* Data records
◆ ◆ ◆ ◆
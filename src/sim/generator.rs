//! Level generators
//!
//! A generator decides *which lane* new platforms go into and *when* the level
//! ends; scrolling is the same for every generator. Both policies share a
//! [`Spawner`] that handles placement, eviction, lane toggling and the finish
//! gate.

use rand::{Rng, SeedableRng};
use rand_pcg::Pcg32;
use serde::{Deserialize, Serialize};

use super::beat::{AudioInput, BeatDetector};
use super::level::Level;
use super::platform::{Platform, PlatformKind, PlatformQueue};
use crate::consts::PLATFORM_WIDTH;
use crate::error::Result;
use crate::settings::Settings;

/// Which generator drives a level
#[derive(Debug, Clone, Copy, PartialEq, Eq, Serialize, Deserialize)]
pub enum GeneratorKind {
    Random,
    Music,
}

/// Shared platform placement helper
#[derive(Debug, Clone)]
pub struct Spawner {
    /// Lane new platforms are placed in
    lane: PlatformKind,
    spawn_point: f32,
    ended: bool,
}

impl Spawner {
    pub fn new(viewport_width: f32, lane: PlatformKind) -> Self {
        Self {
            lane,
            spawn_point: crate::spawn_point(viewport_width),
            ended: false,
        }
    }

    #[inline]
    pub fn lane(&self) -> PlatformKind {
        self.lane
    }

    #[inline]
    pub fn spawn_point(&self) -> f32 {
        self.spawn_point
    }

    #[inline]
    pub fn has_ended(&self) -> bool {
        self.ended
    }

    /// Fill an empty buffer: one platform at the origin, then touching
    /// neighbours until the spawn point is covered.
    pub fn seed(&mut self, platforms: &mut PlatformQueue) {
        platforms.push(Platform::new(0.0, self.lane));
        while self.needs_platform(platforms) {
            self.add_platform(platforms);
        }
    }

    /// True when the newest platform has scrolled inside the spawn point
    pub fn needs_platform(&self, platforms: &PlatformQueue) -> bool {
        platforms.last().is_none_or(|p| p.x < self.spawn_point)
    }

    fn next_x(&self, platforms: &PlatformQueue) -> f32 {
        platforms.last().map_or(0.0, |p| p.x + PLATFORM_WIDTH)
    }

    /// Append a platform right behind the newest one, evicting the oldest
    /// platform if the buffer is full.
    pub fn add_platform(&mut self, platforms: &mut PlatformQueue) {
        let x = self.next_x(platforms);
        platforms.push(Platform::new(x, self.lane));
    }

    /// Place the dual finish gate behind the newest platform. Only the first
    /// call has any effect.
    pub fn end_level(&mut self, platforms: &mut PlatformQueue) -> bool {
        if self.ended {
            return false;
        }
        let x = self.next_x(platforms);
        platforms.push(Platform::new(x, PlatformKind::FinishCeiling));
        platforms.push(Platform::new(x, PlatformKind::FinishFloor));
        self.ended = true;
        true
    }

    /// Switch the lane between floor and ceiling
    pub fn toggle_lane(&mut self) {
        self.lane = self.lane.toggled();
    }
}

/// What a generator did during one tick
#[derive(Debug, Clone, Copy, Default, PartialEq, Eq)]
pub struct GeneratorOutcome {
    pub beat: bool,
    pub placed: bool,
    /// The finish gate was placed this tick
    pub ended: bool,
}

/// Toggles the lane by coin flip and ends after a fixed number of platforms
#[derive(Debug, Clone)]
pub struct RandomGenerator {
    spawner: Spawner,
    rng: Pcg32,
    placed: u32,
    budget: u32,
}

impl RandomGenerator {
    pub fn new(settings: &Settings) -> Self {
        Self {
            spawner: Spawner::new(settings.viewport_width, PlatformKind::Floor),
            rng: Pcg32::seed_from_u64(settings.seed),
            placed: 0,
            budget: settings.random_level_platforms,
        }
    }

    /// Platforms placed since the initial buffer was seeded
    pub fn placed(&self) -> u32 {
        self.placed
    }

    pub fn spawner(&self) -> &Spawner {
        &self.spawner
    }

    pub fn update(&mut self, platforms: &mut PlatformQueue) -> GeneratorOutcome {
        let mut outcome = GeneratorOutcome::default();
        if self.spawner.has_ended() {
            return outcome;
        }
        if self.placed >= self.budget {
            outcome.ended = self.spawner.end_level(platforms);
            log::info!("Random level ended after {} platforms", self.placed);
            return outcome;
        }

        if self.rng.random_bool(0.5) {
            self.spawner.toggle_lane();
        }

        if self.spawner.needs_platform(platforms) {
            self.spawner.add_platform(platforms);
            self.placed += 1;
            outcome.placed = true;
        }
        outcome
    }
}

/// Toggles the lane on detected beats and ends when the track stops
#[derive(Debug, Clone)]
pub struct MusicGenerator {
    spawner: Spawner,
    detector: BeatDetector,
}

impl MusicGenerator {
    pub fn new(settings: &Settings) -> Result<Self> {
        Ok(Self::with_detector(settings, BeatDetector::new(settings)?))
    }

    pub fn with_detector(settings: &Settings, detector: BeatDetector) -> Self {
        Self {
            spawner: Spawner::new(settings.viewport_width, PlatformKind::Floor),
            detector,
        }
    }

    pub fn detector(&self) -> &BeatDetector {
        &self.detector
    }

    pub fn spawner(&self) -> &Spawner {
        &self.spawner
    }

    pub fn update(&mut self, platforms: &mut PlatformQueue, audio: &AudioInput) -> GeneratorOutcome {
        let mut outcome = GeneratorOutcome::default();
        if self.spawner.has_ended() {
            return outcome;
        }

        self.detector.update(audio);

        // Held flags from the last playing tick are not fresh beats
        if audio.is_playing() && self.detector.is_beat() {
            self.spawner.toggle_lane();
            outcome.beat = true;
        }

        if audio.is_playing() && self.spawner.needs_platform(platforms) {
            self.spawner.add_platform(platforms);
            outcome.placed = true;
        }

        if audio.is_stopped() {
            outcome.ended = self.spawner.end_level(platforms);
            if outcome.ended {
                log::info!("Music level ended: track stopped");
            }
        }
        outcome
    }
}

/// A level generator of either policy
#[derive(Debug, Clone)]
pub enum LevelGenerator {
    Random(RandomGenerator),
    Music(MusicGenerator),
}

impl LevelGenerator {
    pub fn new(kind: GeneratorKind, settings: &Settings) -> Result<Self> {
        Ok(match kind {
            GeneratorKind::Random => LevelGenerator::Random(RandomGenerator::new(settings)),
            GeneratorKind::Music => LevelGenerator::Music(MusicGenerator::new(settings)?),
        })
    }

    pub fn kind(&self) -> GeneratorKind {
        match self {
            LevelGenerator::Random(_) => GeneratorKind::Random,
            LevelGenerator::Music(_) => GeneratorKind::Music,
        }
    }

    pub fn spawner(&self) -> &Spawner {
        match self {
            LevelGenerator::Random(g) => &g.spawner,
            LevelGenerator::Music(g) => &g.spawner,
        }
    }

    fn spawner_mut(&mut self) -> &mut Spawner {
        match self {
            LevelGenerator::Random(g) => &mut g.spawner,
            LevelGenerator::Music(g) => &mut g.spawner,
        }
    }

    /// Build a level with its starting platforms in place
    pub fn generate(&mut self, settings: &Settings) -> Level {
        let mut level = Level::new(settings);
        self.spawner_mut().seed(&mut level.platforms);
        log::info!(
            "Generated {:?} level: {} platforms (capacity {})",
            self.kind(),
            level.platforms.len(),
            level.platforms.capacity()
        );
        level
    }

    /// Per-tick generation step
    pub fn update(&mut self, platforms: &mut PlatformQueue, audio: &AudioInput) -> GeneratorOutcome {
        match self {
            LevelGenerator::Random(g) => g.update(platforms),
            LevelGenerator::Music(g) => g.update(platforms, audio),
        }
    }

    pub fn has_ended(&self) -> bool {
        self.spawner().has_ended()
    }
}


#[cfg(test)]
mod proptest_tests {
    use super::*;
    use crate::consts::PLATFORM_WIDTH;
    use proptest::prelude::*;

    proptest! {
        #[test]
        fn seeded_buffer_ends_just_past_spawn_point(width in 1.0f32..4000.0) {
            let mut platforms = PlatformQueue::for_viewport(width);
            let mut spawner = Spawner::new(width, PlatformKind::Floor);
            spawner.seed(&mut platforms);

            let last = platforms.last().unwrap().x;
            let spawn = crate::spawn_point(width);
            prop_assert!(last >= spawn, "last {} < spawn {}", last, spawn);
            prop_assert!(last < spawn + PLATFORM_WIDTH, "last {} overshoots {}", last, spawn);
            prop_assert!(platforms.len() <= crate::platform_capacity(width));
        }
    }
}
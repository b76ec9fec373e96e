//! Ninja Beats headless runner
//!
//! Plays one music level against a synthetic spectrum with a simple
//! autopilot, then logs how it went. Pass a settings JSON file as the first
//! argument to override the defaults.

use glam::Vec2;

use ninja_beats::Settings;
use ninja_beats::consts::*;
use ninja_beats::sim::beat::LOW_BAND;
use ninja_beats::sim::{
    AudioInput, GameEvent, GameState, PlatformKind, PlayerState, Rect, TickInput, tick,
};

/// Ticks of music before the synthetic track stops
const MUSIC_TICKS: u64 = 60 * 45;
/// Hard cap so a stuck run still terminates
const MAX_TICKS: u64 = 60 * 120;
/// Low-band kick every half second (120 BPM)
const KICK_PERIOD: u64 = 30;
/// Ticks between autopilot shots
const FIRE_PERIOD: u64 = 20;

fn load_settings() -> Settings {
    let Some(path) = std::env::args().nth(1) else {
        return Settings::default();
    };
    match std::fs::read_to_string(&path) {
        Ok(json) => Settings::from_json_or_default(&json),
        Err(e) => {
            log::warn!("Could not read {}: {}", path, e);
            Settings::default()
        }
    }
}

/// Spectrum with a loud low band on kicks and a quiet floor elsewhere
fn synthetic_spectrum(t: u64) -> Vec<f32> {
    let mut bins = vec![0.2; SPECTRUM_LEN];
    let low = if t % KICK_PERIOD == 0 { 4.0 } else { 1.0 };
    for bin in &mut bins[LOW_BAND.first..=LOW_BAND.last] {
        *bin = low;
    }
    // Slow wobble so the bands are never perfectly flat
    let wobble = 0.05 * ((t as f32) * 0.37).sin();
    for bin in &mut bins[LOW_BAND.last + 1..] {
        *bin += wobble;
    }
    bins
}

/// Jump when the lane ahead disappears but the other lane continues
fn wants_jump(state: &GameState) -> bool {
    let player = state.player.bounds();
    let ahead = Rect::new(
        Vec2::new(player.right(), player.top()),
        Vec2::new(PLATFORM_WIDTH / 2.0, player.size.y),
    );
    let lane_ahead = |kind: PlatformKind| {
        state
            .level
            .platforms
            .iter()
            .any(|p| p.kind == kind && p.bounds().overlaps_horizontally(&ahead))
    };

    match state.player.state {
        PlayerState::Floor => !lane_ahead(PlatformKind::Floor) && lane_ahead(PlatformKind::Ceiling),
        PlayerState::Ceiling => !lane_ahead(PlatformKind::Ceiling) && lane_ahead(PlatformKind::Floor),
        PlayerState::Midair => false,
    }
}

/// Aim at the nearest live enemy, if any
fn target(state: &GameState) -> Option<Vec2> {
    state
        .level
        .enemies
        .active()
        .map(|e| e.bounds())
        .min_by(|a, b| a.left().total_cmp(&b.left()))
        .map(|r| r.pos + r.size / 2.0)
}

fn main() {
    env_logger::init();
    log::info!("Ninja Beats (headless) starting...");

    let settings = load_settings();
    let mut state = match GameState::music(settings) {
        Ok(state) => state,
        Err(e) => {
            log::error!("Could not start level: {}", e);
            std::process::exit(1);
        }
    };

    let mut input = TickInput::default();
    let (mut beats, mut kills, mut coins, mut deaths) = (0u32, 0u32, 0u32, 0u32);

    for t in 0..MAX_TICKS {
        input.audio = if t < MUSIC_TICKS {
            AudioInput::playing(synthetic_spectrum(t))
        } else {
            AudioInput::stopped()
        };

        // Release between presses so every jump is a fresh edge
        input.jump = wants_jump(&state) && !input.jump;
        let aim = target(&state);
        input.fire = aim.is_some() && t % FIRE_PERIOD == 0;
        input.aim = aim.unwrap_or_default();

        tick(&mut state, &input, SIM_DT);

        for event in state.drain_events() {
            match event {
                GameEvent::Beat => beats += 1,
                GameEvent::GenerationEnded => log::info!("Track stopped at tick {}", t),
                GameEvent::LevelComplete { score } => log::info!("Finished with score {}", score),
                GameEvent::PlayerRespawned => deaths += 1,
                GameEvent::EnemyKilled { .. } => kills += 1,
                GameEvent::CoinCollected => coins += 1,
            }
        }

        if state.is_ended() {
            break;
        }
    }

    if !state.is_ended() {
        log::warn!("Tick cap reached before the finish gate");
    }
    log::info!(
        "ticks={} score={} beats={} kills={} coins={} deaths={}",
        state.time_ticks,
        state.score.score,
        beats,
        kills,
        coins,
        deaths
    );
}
◆ ◆ ◆ ◆
When the word "fresh" shows up in a line of the entries, report that line.

        // Held flags from the last playing tick are not fresh beats
        // Release between presses so every jump is a fresh edge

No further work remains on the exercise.